## [Work request]
Lines with the word "truncated" are the answer; copy each of them from the data below.

[Data entries]

● ● ●

//! Records view: Upload form, document list and preview popup.

use ratatui::{
    layout::{Constraint, Direction, Layout, Rect},
    text::{Line, Span},
    widgets::{Block, Borders, Clear, List, ListItem, ListState, Paragraph, Wrap},
    Frame,
};

use crate::domain::document::ACCEPTED_EXTENSIONS;
use crate::domain::{DocumentPreview, DocumentRecord};
use crate::tui::styles::Theme;

/// Focusable parts of the records screen.
#[derive(Debug, Clone, Copy, PartialEq, Eq)]
pub enum RecordsFocus {
    Name,
    Description,
    Path,
    List,
}

impl RecordsFocus {
    const ORDER: [Self; 4] = [Self::Name, Self::Description, Self::Path, Self::List];

    fn label(self) -> &'static str {
        match self {
            Self::Name => "Document Name",
            Self::Description => "Description",
            Self::Path => "File Path",
            Self::List => "Documents",
        }
    }
}

/// Records screen state
pub struct RecordsState {
    pub name: String,
    pub description: String,
    pub path: String,
    pub focus: RecordsFocus,
    pub list: ListState,
    /// (file name, preview) while the viewer is open
    pub preview: Option<(String, DocumentPreview)>,
}

impl Default for RecordsState {
    fn default() -> Self {
        Self {
            name: String::new(),
            description: String::new(),
            path: String::new(),
            focus: RecordsFocus::Name,
            list: ListState::default(),
            preview: None,
        }
    }
}

impl RecordsState {
    pub fn next_focus(&mut self) {
        let i = RecordsFocus::ORDER
            .iter()
            .position(|f| *f == self.focus)
            .unwrap_or(0);
        self.focus = RecordsFocus::ORDER[(i + 1) % RecordsFocus::ORDER.len()];
    }

    fn input_mut(&mut self) -> Option<&mut String> {
        match self.focus {
            RecordsFocus::Name => Some(&mut self.name),
            RecordsFocus::Description => Some(&mut self.description),
            RecordsFocus::Path => Some(&mut self.path),
            RecordsFocus::List => None,
        }
    }

    pub fn input_char(&mut self, c: char) {
        if c.is_control() {
            return;
        }
        if let Some(s) = self.input_mut() {
            s.push(c);
        }
    }

    pub fn delete_char(&mut self) {
        if let Some(s) = self.input_mut() {
            s.pop();
        }
    }

    /// Reset the upload form after a successful upload.
    pub fn clear_form(&mut self) {
        self.name.clear();
        self.description.clear();
        self.path.clear();
        self.focus = RecordsFocus::Name;
    }

    /// Move the list cursor, wrapping at both ends.
    pub fn select_step(&mut self, len: usize, forward: bool) {
        if len == 0 {
            self.list.select(None);
            return;
        }
        let next = match (self.list.selected(), forward) {
            (None, _) => 0,
            (Some(i), true) => (i + 1) % len,
            (Some(i), false) => (i + len - 1) % len,
        };
        self.list.select(Some(next));
    }

    /// Keep the selection inside the list after it shrinks.
    pub fn clamp_selection(&mut self, len: usize) {
        match self.list.selected() {
            Some(_) if len == 0 => self.list.select(None),
            Some(i) if i >= len => self.list.select(Some(len - 1)),
            _ => {}
        }
    }

    /// Id of the highlighted document.
    #[must_use]
    pub fn selected_id<'a>(&self, docs: &'a [DocumentRecord]) -> Option<&'a str> {
        self.list
            .selected()
            .and_then(|i| docs.get(i))
            .map(|d| d.id.as_str())
    }
}

/// Render the records view.
pub fn render_records(f: &mut Frame, area: Rect, state: &mut RecordsState, docs: &[DocumentRecord]) {
    let columns = Layout::default()
        .direction(Direction::Horizontal)
        .constraints([Constraint::Percentage(40), Constraint::Percentage(60)])
        .split(area);

    render_upload_form(f, columns[0], state);
    render_document_list(f, columns[1], state, docs);

    if let Some((file_name, preview)) = &state.preview {
        render_preview(f, area, file_name, preview);
    }
}

fn render_upload_form(f: &mut Frame, area: Rect, state: &RecordsState) {
    let chunks = Layout::default()
        .direction(Direction::Vertical)
        .constraints([
            Constraint::Length(3),
            Constraint::Length(3),
            Constraint::Length(3),
            Constraint::Min(3),
        ])
        .split(area);

    let inputs = [
        (RecordsFocus::Name, &state.name),
        (RecordsFocus::Description, &state.description),
        (RecordsFocus::Path, &state.path),
    ];

    for (slot, (focus, value)) in inputs.iter().enumerate() {
        let selected = state.focus == *focus;
        let border = if selected {
            Theme::border_focused()
        } else {
            Theme::border()
        };
        let mut spans = vec![Span::styled(format!(" {value}"), Theme::text())];
        if selected {
            spans.push(Span::styled("▌", Theme::cursor()));
        }
        let p = Paragraph::new(Line::from(spans)).block(
            Block::default()
                .title(Span::styled(format!(" {} ", focus.label()), Theme::text_secondary()))
                .borders(Borders::ALL)
                .border_style(border),
        );
        f.render_widget(p, chunks[slot]);
    }

    let help = Paragraph::new(vec![
        Line::from(Span::styled(
            format!(" Accepted: {}", ACCEPTED_EXTENSIONS.join(", ")),
            Theme::text_muted(),
        )),
        Line::from(vec![
            Span::styled(" [Tab] ", Theme::key_hint()),
            Span::styled("Next ", Theme::key_desc()),
            Span::styled("[Enter] ", Theme::key_hint()),
            Span::styled("Upload Document", Theme::key_desc()),
        ]),
    ])
    .wrap(Wrap { trim: false });
    f.render_widget(help, chunks[3]);
}

fn render_document_list(f: &mut Frame, area: Rect, state: &mut RecordsState, docs: &[DocumentRecord]) {
    let focused = state.focus == RecordsFocus::List;
    let block = Block::default()
        .title(Span::styled(
            format!(" Medical Records ({}) ", docs.len()),
            Theme::subtitle(),
        ))
        .title_bottom(Line::from(vec![
            Span::styled(" [V] ", Theme::key_hint()),
            Span::styled("View ", Theme::key_desc()),
            Span::styled("[D] ", Theme::key_hint()),
            Span::styled("Download ", Theme::key_desc()),
            Span::styled("[Del] ", Theme::key_hint()),
            Span::styled("Delete ", Theme::key_desc()),
        ]))
        .borders(Borders::ALL)
        .border_style(if focused {
            Theme::border_focused()
        } else {
            Theme::border()
        });

    if docs.is_empty() {
        let p = Paragraph::new(Span::styled(
            " No documents uploaded yet.",
            Theme::text_muted(),
        ))
        .block(block);
        f.render_widget(p, area);
        return;
    }

    let items: Vec<ListItem> = docs
        .iter()
        .map(|d| {
            let mut lines = vec![Line::from(vec![
                Span::styled(d.name.clone(), Theme::title()),
                Span::styled(format!("  {}", d.date), Theme::text_muted()),
            ])];
            if !d.description.is_empty() {
                lines.push(Line::from(Span::styled(
                    format!("  {}", d.description),
                    Theme::text_secondary(),
                )));
            }
            lines.push(Line::from(Span::styled(
                format!("  {}", d.file_name),
                Theme::info(),
            )));
            ListItem::new(lines)
        })
        .collect();

    let list = List::new(items)
        .block(block)
        .highlight_style(Theme::selected())
        .highlight_symbol("▶ ");

    f.render_stateful_widget(list, area, &mut state.list);
}

fn centered(area: Rect, percent_x: u16, percent_y: u16) -> Rect {
    let width = area.width * percent_x / 100;
    let height = area.height * percent_y / 100;
    Rect {
        x: area.x + (area.width - width) / 2,
        y: area.y + (area.height - height) / 2,
        width,
        height,
    }
}

fn render_preview(f: &mut Frame, area: Rect, file_name: &str, preview: &DocumentPreview) {
    let rect = centered(area, 80, 80);

    let mut lines: Vec<Line> = match preview {
        DocumentPreview::Text { lines, truncated } => {
            let mut out: Vec<Line> = lines
                .iter()
                .map(|l| Line::from(Span::styled(l.clone(), Theme::text())))
                .collect();
            if *truncated {
                out.push(Line::from(Span::styled("…", Theme::text_muted())));
            }
            out
        }
        DocumentPreview::Binary { kind, size } => vec![
            Line::from(Span::styled(format!("{kind} document"), Theme::title())),
            Line::from(Span::styled(format!("{size} bytes"), Theme::text_secondary())),
            Line::from(Span::styled(
                "Download the file to open it in another program.",
                Theme::text_muted(),
            )),
        ],
    };
    lines.push(Line::from(""));
    lines.push(Line::from(vec![
        Span::styled("[Esc] ", Theme::key_hint()),
        Span::styled("Close", Theme::key_desc()),
    ]));

    let p = Paragraph::new(lines)
        .block(
            Block::default()
                .title(Span::styled(format!(" {file_name} "), Theme::subtitle()))
                .borders(Borders::ALL)
                .border_style(Theme::border_focused()),
        )
        .wrap(Wrap { trim: false });

    f.render_widget(Clear, rect);
    f.render_widget(p, rect);
}

#[cfg(test)]
mod tests {
    use super::*;

    #[test]
    fn test_focus_cycles_through_inputs_and_list() {
        let mut state = RecordsState::default();
        state.input_char('A');
        state.next_focus();
        state.input_char('B');
        state.next_focus();
        state.input_char('c');
        state.next_focus();
        assert_eq!(state.focus, RecordsFocus::List);
        state.input_char('x');
        assert_eq!((state.name.as_str(), state.description.as_str(), state.path.as_str()), ("A", "B", "c"));
        state.next_focus();
        assert_eq!(state.focus, RecordsFocus::Name);
    }

    #[test]
    fn test_selection_wraps_and_clamps() {
        let mut state = RecordsState::default();
        state.select_step(3, false);
        assert_eq!(state.list.selected(), Some(0));
        state.select_step(3, false);
        assert_eq!(state.list.selected(), Some(2));
        state.clamp_selection(2);
        assert_eq!(state.list.selected(), Some(1));
        state.clamp_selection(0);
        assert_eq!(state.list.selected(), None);
    }
}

● ● ●

## [Response]
        DocumentPreview::Text { lines, truncated } => {
            if *truncated {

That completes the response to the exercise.